Sam Brownback, U.S. ambassador for religious freedom, speaks during "A Civil Society Dialogue on Securing Religious Freedom in the Indo-Pacific Region" forum in Taipei, Taiwan, March 11, 2019.

WASHINGTON - Washington’s top diplomat for religious freedom is calling on China to stop its growing oppression of people of faith.

Sam Brownback, the U.S. ambassador-at-large for international religious freedom, told journalists, “China is at war with faith, but it is a war they will not win.”

“The Chinese Communist Party does not seem to trust its own people to allow them to choose their own path for their souls,” he said. “There is over a billion people at stake here.”

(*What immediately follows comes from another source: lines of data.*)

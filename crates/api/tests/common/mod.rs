#![allow(dead_code)]

use std::sync::Arc;

use academy_api::config::ServerConfig;
use academy_api::router::build_app_router;
use academy_api::state::AppState;
use axum::body::Body;
use axum::http::{header::CONTENT_TYPE, Method, Request};
use axum::response::Response;
use axum::Router;
use http_body_util::BodyExt;
use sqlx::PgPool;
use tower::ServiceExt;

/// Build a test `ServerConfig` with safe defaults.
///
/// Uses `http://localhost:5173` as CORS origin (matching the dev default)
/// and a 30-second request timeout.
pub fn test_config() -> ServerConfig {
    ServerConfig {
        host: "127.0.0.1".to_string(),
        port: 0,
        cors_origins: vec!["http://localhost:5173".to_string()],
        request_timeout_secs: 30,
        database_max_connections: 5,
        password_min_length: 8,
    }
}

/// Build the full application router with all middleware layers, using the
/// given database pool.
pub fn build_test_app(pool: PgPool) -> Router {
    let config = test_config();
    let state = AppState {
        pool,
        config: Arc::new(config.clone()),
    };
    build_app_router(state, &config)
}

/// Collect a response body and parse it as JSON.
pub async fn body_json(response: Response) -> serde_json::Value {
    let bytes = response.into_body().collect().await.unwrap().to_bytes();
    serde_json::from_slice(&bytes).unwrap()
}

async fn send(app: Router, method: Method, uri: &str, body: Option<serde_json::Value>) -> Response {
    let builder = Request::builder().method(method).uri(uri);
    let request = match body {
        Some(json) => builder
            .header(CONTENT_TYPE, "application/json")
            .body(Body::from(json.to_string()))
            .unwrap(),
        None => builder.body(Body::empty()).unwrap(),
    };
    app.oneshot(request).await.unwrap()
}

pub async fn get(app: Router, uri: &str) -> Response {
    send(app, Method::GET, uri, None).await
}

pub async fn post_json(app: Router, uri: &str, body: serde_json::Value) -> Response {
    send(app, Method::POST, uri, Some(body)).await
}

pub async fn put_json(app: Router, uri: &str, body: serde_json::Value) -> Response {
    send(app, Method::PUT, uri, Some(body)).await
}

/// PUT without a body, used for membership links.
pub async fn put(app: Router, uri: &str) -> Response {
    send(app, Method::PUT, uri, None).await
}

pub async fn delete(app: Router, uri: &str) -> Response {
    send(app, Method::DELETE, uri, None).await
}

/// Create a person through the API and return its ID.
pub async fn create_person(pool: &PgPool, name: &str, role: &str) -> i64 {
    let app = build_test_app(pool.clone());
    let response = post_json(
        app,
        "/api/v1/persons",
        serde_json::json!({
            "name": name,
            "surname": format!("{name}son"),
            "age": 30,
            "role": role,
        }),
    )
    .await;
    assert_eq!(response.status(), axum::http::StatusCode::CREATED);
    body_json(response).await["data"]["id"].as_i64().unwrap()
}
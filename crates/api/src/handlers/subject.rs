//! Handlers for the `/subjects` resource.

use academy_core::error::CoreError;
use academy_core::naming::validate_display_name;
use academy_core::types::DbId;
use academy_db::models::subject::{CreateSubject, Subject, UpdateSubject};
use academy_db::repositories::SubjectRepo;
use axum::extract::{Path, State};
use axum::http::StatusCode;
use axum::Json;
use validator::Validate;

use crate::error::{AppError, AppResult};
use crate::response::DataResponse;
use crate::state::AppState;

fn not_found(id: DbId) -> AppError {
    AppError::Core(CoreError::NotFound {
        entity: "Subject",
        id,
    })
}

/// POST /api/v1/subjects
pub async fn create(
    State(state): State<AppState>,
    Json(input): Json<CreateSubject>,
) -> AppResult<(StatusCode, Json<DataResponse<Subject>>)> {
    input.validate()?;
    validate_display_name("Subject name", &input.name)?;

    let subject = SubjectRepo::create(&state.pool, &input).await?;
    tracing::info!(subject_id = subject.id, name = %subject.name, "Subject created");
    Ok((StatusCode::CREATED, Json(DataResponse { data: subject })))
}

/// GET /api/v1/subjects
pub async fn list(State(state): State<AppState>) -> AppResult<Json<DataResponse<Vec<Subject>>>> {
    let subjects = SubjectRepo::list(&state.pool).await?;
    Ok(Json(DataResponse { data: subjects }))
}

/// GET /api/v1/subjects/{id}
pub async fn get_by_id(
    State(state): State<AppState>,
    Path(id): Path<DbId>,
) -> AppResult<Json<DataResponse<Subject>>> {
    let subject = SubjectRepo::find_by_id(&state.pool, id)
        .await?
        .ok_or_else(|| not_found(id))?;
    Ok(Json(DataResponse { data: subject }))
}

/// PUT /api/v1/subjects/{id}
pub async fn update(
    State(state): State<AppState>,
    Path(id): Path<DbId>,
    Json(input): Json<UpdateSubject>,
) -> AppResult<Json<DataResponse<Subject>>> {
    input.validate()?;
    if let Some(name) = &input.name {
        validate_display_name("Subject name", name)?;
    }

    let subject = SubjectRepo::update(&state.pool, id, &input)
        .await?
        .ok_or_else(|| not_found(id))?;
    Ok(Json(DataResponse { data: subject }))
}

/// DELETE /api/v1/subjects/{id}
pub async fn delete(
    State(state): State<AppState>,
    Path(id): Path<DbId>,
) -> AppResult<StatusCode> {
    if SubjectRepo::delete(&state.pool, id).await? {
        tracing::info!(subject_id = id, "Subject deleted");
        Ok(StatusCode::NO_CONTENT)
    } else {
        Err(not_found(id))
    }
}
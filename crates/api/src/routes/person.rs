//! Route definitions for the `/persons` resource.

use axum::routing::{get, post};
use axum::Router;

use crate::handlers::person;
use crate::state::AppState;

/// Routes mounted at `/persons`.
///
/// ```text
/// GET    /            -> list (?role=&limit=&offset=)
/// POST   /            -> create
/// POST   /register    -> register (credential + person)
/// GET    /{id}        -> get_by_id
/// PUT    /{id}        -> update
/// DELETE /{id}        -> delete
/// ```
pub fn router() -> Router<AppState> {
    Router::new()
        .route("/", get(person::list).post(person::create))
        .route("/register", post(person::register))
        .route(
            "/{id}",
            get(person::get_by_id)
                .put(person::update)
                .delete(person::delete),
        )
}
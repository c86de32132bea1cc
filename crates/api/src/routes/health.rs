use axum::extract::State;
use axum::http::StatusCode;
use axum::{routing::get, Json, Router};
use serde::Serialize;

use crate::state::AppState;

#[derive(Serialize)]
struct HealthResponse {
    status: &'static str,
    version: &'static str,
    database: &'static str,
}

/// Liveness plus a database round-trip. Returns 503 when the database is
/// unreachable.
async fn health_check(State(state): State<AppState>) -> (StatusCode, Json<HealthResponse>) {
    let (status, database) = match academy_db::health_check(&state.pool).await {
        Ok(()) => (StatusCode::OK, "ok"),
        Err(e) => {
            tracing::warn!(error = %e, "Health check database probe failed");
            (StatusCode::SERVICE_UNAVAILABLE, "unavailable")
        }
    };

    (
        status,
        Json(HealthResponse {
            status: if status == StatusCode::OK { "ok" } else { "degraded" },
            version: env!("CARGO_PKG_VERSION"),
            database,
        }),
    )
}

pub fn router() -> Router<AppState> {
    Router::new().route("/health", get(health_check))
}
//! Salary entity model and DTOs.

use academy_core::types::{DbId, Timestamp};
use chrono::NaiveDate;
use serde::{Deserialize, Serialize};
use sqlx::FromRow;
use validator::Validate;

/// A row from the `salaries` table. Each payment belongs to one teacher.
#[derive(Debug, Clone, PartialEq, FromRow, Serialize)]
pub struct Salary {
    pub id: DbId,
    pub teacher_id: DbId,
    pub amount: f64,
    pub paid_on: NaiveDate,
    pub created_at: Timestamp,
    pub updated_at: Timestamp,
}

/// DTO for recording a salary payment. The teacher comes from the URL path.
#[derive(Debug, Clone, Deserialize, Validate)]
pub struct CreateSalary {
    #[validate(range(min = 0.0))]
    pub amount: f64,
    pub paid_on: NaiveDate,
}

/// DTO for updating a salary payment. All fields are optional.
#[derive(Debug, Default, Deserialize, Validate)]
pub struct UpdateSalary {
    #[validate(range(min = 0.0))]
    pub amount: Option<f64>,
    pub paid_on: Option<NaiveDate>,
}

Brownback said the crackdown means Muslims can no longer name their children Mohammed, nor can Tibetan Buddhists choose and venerate their own religious leaders as they have for more than 1,000 years. He said churches are being destroyed, and others are forced to install surveillance cameras.

Human rights groups have accused China of putting a million Uighurs in detention camps. China says Uighurs are in “vocational education centers” to stop the spread of religious extremism and to stop a surge in terrorist attacks. Critics of the Chinese policy say the measures are aimed at destroying Uighur identity.

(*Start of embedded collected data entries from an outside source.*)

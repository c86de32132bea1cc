//! Route definitions for the `/credentials` resource.

use axum::routing::{get, post};
use axum::Router;

use crate::handlers::credential;
use crate::state::AppState;

/// Routes mounted at `/credentials`.
///
/// ```text
/// GET    /            -> list
/// POST   /            -> create
/// POST   /lookup      -> lookup (login + password)
/// POST   /remove      -> remove_by_login (login + password)
/// GET    /{id}        -> get_by_id
/// PUT    /{id}        -> update
/// DELETE /{id}        -> delete
/// ```
pub fn router() -> Router<AppState> {
    Router::new()
        .route("/", get(credential::list).post(credential::create))
        .route("/lookup", post(credential::lookup))
        .route("/remove", post(credential::remove_by_login))
        .route(
            "/{id}",
            get(credential::get_by_id)
                .put(credential::update)
                .delete(credential::delete),
        )
}
pub mod credential;
pub mod group;
pub mod health;
pub mod person;
pub mod salary;
pub mod subject;
pub mod teacher;

use axum::Router;

use crate::state::AppState;

/// Build the `/api/v1` route tree.
///
/// ```text
/// /credentials                         list, create
/// /credentials/lookup                  resolve login + password
/// /credentials/remove                  delete by login + password
/// /credentials/{id}                    get, update, delete
///
/// /persons                             list (?role=), create
/// /persons/register                    credential + person in one step
/// /persons/{id}                        get, update, delete
///
/// /teachers/{id}/salaries              list, record payment
/// /teachers/{id}/salaries/average      average of recent payments
/// /teachers/{id}/students              students of the teacher's group
///
/// /salaries                            list (?date=)
/// /salaries/{id}                       get, update, delete
///
/// /subjects                            list, create
/// /subjects/{id}                       get, update, delete
///
/// /groups                              list, create
/// /groups/{id}                         get, update, delete
/// /groups/{id}/students                list
/// /groups/{id}/students/{student_id}   add, remove
/// /groups/{id}/subjects/{subject_id}   add, remove
/// ```
pub fn api_routes() -> Router<AppState> {
    Router::new()
        .nest("/credentials", credential::router())
        .nest("/persons", person::router())
        .nest("/teachers", teacher::router())
        .nest("/salaries", salary::router())
        .nest("/subjects", subject::router())
        .nest("/groups", group::router())
}
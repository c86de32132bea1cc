//! Repository layer.
//!
//! Each repository is a zero-sized struct providing async CRUD methods
//! that accept `&PgPool` as the first argument. Multi-statement writes run
//! inside a single transaction; returning early drops the transaction and
//! rolls it back.

pub mod credential_repo;
pub mod group_repo;
pub mod person_repo;
pub mod salary_repo;
pub mod subject_repo;

pub use credential_repo::CredentialRepo;
pub use group_repo::GroupRepo;
pub use person_repo::PersonRepo;
pub use salary_repo::SalaryRepo;
pub use subject_repo::SubjectRepo;
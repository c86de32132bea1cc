//! Credential entity model and DTOs.

use serde::Serialize;
use sqlx::FromRow;
use academy_core::types::{DbId, Timestamp};

/// Full row from the `credentials` table.
///
/// Contains the password hash -- NEVER serialize this to API responses directly.
/// Use [`CredentialResponse`] for external-facing output.
#[derive(Debug, Clone, FromRow)]
pub struct Credential {
    pub id: DbId,
    pub login: String,
    pub password_hash: String,
    pub created_at: Timestamp,
    pub updated_at: Timestamp,
}

/// Safe credential representation for API responses (no password hash).
#[derive(Debug, Clone, Serialize)]
pub struct CredentialResponse {
    pub id: DbId,
    pub login: String,
    pub created_at: Timestamp,
    pub updated_at: Timestamp,
}

impl From<Credential> for CredentialResponse {
    fn from(c: Credential) -> Self {
        Self {
            id: c.id,
            login: c.login,
            created_at: c.created_at,
            updated_at: c.updated_at,
        }
    }
}

/// DTO for inserting a credential. The password is already hashed.
#[derive(Debug)]
pub struct CreateCredential {
    pub login: String,
    pub password_hash: String,
}

/// DTO for patching a credential. `None` fields are left unchanged.
#[derive(Debug, Default)]
pub struct UpdateCredential {
    pub login: Option<String>,
    pub password_hash: Option<String>,
}
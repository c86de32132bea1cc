use academy_core::error::CoreError;
use academy_db::models::person::RoleViolation;
use axum::http::StatusCode;
use axum::response::{IntoResponse, Response};
use serde_json::json;

/// Application-level error type for HTTP handlers.
///
/// Wraps [`CoreError`] for domain errors and adds HTTP-specific variants.
/// Implements [`IntoResponse`] to produce consistent JSON error responses.
#[derive(Debug, thiserror::Error)]
pub enum AppError {
    /// A domain-level error from `academy_core`.
    #[error(transparent)]
    Core(#[from] CoreError),

    /// A database error from sqlx.
    #[error("Database error: {0}")]
    Database(#[from] sqlx::Error),

    /// Request body failed its declarative field rules.
    #[error("Validation failed: {0}")]
    Validation(#[from] validator::ValidationErrors),

    /// An internal error with a human-readable message.
    #[error("Internal error: {0}")]
    InternalError(String),
}

impl From<RoleViolation> for AppError {
    fn from(v: RoleViolation) -> Self {
        AppError::Core(v.into())
    }
}

/// Convenience type alias for handler return values.
pub type AppResult<T> = Result<T, AppError>;

impl IntoResponse for AppError {
    fn into_response(self) -> Response {
        let (status, code, message) = match &self {
            AppError::Core(core) => match core {
                CoreError::NotFound { entity, id } => (
                    StatusCode::NOT_FOUND,
                    "NOT_FOUND",
                    format!("{entity} with id {id} not found"),
                ),
                CoreError::Validation(msg) => {
                    (StatusCode::BAD_REQUEST, "VALIDATION_ERROR", msg.clone())
                }
                CoreError::Conflict(msg) => (StatusCode::CONFLICT, "CONFLICT", msg.clone()),
                CoreError::Unauthorized(msg) => {
                    (StatusCode::UNAUTHORIZED, "UNAUTHORIZED", msg.clone())
                }
            },

            AppError::Database(err) => classify_sqlx_error(err),

            AppError::Validation(errors) => (
                StatusCode::BAD_REQUEST,
                "VALIDATION_ERROR",
                errors.to_string(),
            ),
            AppError::InternalError(msg) => {
                tracing::error!(error = %msg, "Internal error");
                internal()
            }
        };

        let body = json!({
            "error": message,
            "code": code,
        });

        (status, axum::Json(body)).into_response()
    }
}

fn internal() -> (StatusCode, &'static str, String) {
    (
        StatusCode::INTERNAL_SERVER_ERROR,
        "INTERNAL_ERROR",
        "An internal error occurred".to_string(),
    )
}

/// Classify a sqlx error into an HTTP status, error code, and message.
///
/// - `RowNotFound` maps to 404.
/// - Unique violations (`23505`) on a `uq_*` constraint map to 409.
/// - Foreign-key violations (`23503`) map to 409: the referenced row is
///   missing or still referenced.
/// - Check violations (`23514`) map to 400.
/// - Everything else maps to 500 with a sanitized message.
fn classify_sqlx_error(err: &sqlx::Error) -> (StatusCode, &'static str, String) {
    match err {
        sqlx::Error::RowNotFound => (
            StatusCode::NOT_FOUND,
            "NOT_FOUND",
            "Resource not found".to_string(),
        ),
        sqlx::Error::Database(db_err) => {
            let constraint = db_err.constraint().unwrap_or("unknown");
            match db_err.code().as_deref() {
                Some("23505") if constraint.starts_with("uq_") => {
                    return (
                        StatusCode::CONFLICT,
                        "CONFLICT",
                        format!("Duplicate value violates unique constraint: {constraint}"),
                    );
                }
                Some("23503") => {
                    return (
                        StatusCode::CONFLICT,
                        "CONFLICT",
                        format!("Operation violates foreign key constraint: {constraint}"),
                    );
                }
                Some("23514") => {
                    return (
                        StatusCode::BAD_REQUEST,
                        "VALIDATION_ERROR",
                        format!("Value violates check constraint: {constraint}"),
                    );
                }
                _ => {}
            }
            tracing::error!(error = %db_err, "Database error");
            internal()
        }
        other => {
            tracing::error!(error = %other, "Database error");
            internal()
        }
    }
}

Secretary of State Mike Pompeo answers a question
Secretary of State Mike Pompeo answers a question during a news conference, March 26, 2019, at the Department of State in Washington.

?Pompeo meets with Uighurs

Secretary of State Mike Pompeo met at the State Department in Washington Tuesday with four Uighur Muslims affected by the crackdown in China’s autonomous region of Xinjiang, the country’s largest region.

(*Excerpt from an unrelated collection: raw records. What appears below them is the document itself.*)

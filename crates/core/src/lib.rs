//! Domain types and pure rules for the academy backend.
//!
//! Nothing in this crate performs I/O. The database and HTTP layers depend on
//! it for shared identifiers, the domain error type, and the role guards
//! applied before writes.

pub mod error;
pub mod naming;
pub mod pagination;
pub mod roles;
pub mod salary;
pub mod types;
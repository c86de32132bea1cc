//! Limit/offset clamping for list endpoints.

/// Default page size when the caller does not pass `limit`.
pub const DEFAULT_PAGE_LIMIT: i64 = 50;

/// Largest page size a caller may request.
pub const MAX_PAGE_LIMIT: i64 = 200;

/// Clamp a user-provided limit to `[1, max]`, defaulting to `default`.
pub fn clamp_limit(limit: Option<i64>, default: i64, max: i64) -> i64 {
    limit.unwrap_or(default).max(1).min(max)
}

/// Clamp a user-provided offset to non-negative.
pub fn clamp_offset(offset: Option<i64>) -> i64 {
    offset.unwrap_or(0).max(0)
}
//! Record extractor: turns raw source rows into classified exam mentions.
//!
//! Only rows in the transferred status are actionable; everything else is
//! expected business filtering, not an error. The exam field is
//! multi-valued (`;`-separated), so one row can yield several mentions.

use tracing::warn;

use crate::classify::CategoryMatcher;
use crate::model::{Category, ExamMention, SourceRow, TRANSFERRED_STATUS};
use crate::reference::ReferenceTable;

/// Split the multi-valued exam field into trimmed, non-empty pieces.
pub fn split_exam_field(field: &str) -> Vec<&str> {
    field
        .split(';')
        .map(str::trim)
        .filter(|piece| !piece.is_empty())
        .collect()
}

/// Extract one classified [`ExamMention`] per non-empty exam name in each
/// transferred row.
///
/// Mentions whose classification collides with a source-tag label are a
/// data-integrity anomaly (tags and categories must be disjoint label
/// spaces); they are excluded from aggregation and logged for operator
/// visibility rather than surfaced as an error.
pub fn extract(
    rows: &[SourceRow],
    matcher: &CategoryMatcher,
    reference: &ReferenceTable,
) -> Vec<ExamMention> {
    let mut mentions = Vec::new();

    for row in rows.iter().filter(|row| row.status == TRANSFERRED_STATUS) {
        for piece in split_exam_field(&row.exam_field) {
            let category = matcher.classify(piece, reference);

            if collides_with_tag_namespace(category) {
                warn!(
                    exam = piece,
                    category = category.label(),
                    call_id = %row.call_id,
                    "classification collides with a source-tag label, mention excluded"
                );
                continue;
            }

            mentions.push(ExamMention {
                exam_name: piece.to_string(),
                category,
                tag: row.tag,
                call_id: row.call_id.clone(),
                external_id: row.external_id.clone(),
            });
        }
    }

    mentions
}

/// Guard against a category label leaking into the tag namespace. The
/// label spaces are disjoint by construction, so a hit here means the
/// rule tables were corrupted, not a normal business path.
fn collides_with_tag_namespace(category: Category) -> bool {
    category.label().to_lowercase().contains("exam_")
}
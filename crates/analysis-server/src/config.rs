use std::net::SocketAddr;
use std::path::PathBuf;

/// Server configuration loaded explicitly from environment variables.
///
/// The reference file path has no default; the caller must provide it,
/// and a missing file is fatal before any request is served.
#[derive(Debug, Clone)]
pub struct Config {
    /// Address the HTTP server binds to.
    pub listen_addr: SocketAddr,
    /// Filesystem path to the reference exam catalog (delimited text).
    pub reference_path: PathBuf,
}

#[derive(Debug, thiserror::Error)]
pub enum ConfigError {
    #[error("{0} environment variable is required")]
    MissingVar(&'static str),

    #[error("invalid LISTEN_ADDR '{value}': {source}")]
    InvalidAddr {
        value: String,
        source: std::net::AddrParseError,
    },

    #[error("reference file not found at {0}")]
    ReferenceMissing(String),
}

impl Config {
    /// Load configuration from environment variables.
    ///
    /// Required:
    /// - `REFERENCE_EXAMS_PATH`: path to the reference exam catalog
    ///
    /// Optional:
    /// - `LISTEN_ADDR`: socket address to bind (default `0.0.0.0:8000`)
    pub fn from_env() -> Result<Self, ConfigError> {
        let reference_path = std::env::var("REFERENCE_EXAMS_PATH")
            .map(PathBuf::from)
            .map_err(|_| ConfigError::MissingVar("REFERENCE_EXAMS_PATH"))?;

        if !reference_path.exists() {
            return Err(ConfigError::ReferenceMissing(
                reference_path.display().to_string(),
            ));
        }

        let listen_addr = match std::env::var("LISTEN_ADDR") {
            Ok(value) => value
                .parse()
                .map_err(|source| ConfigError::InvalidAddr { value, source })?,
            Err(_) => SocketAddr::from(([0, 0, 0, 0], 8000)),
        };

        Ok(Self {
            listen_addr,
            reference_path,
        })
    }
}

State Department officials say Pompeo met with Mihrigul Tursun, a Uighur Muslim who survived horrific conditions and abuse in a Chinese internment camp in Xinjiang. He also met with three other members of the Uighur Muslim community: Gulchehra Hoja, Ferkat Jawdat and Arfat Erkin, whose relatives have been detained in the camps or sentenced for crimes by Chinese authorities.

The State Department said these individuals’ family members are among the more than 1 million Uighurs, ethnic Kazakhs and members of other Muslim minority groups whom the Chinese government has detained in internment camps since April 2017. Pompeo commended them for speaking out about China’s abuses, and pledged U.S. support to end China’s campaign of repression against Islam and other religions.

At a State Department briefing, Pompeo condemned China’s practice of putting Uighur Muslims in internment camps.

“The numbers are in the, certainly, hundreds of thousands. This is — I think we use the word, or words, historic human rights abuse — and we’re working to convince the Chinese that this practice is abhorrent and ought to be stopped,” he said.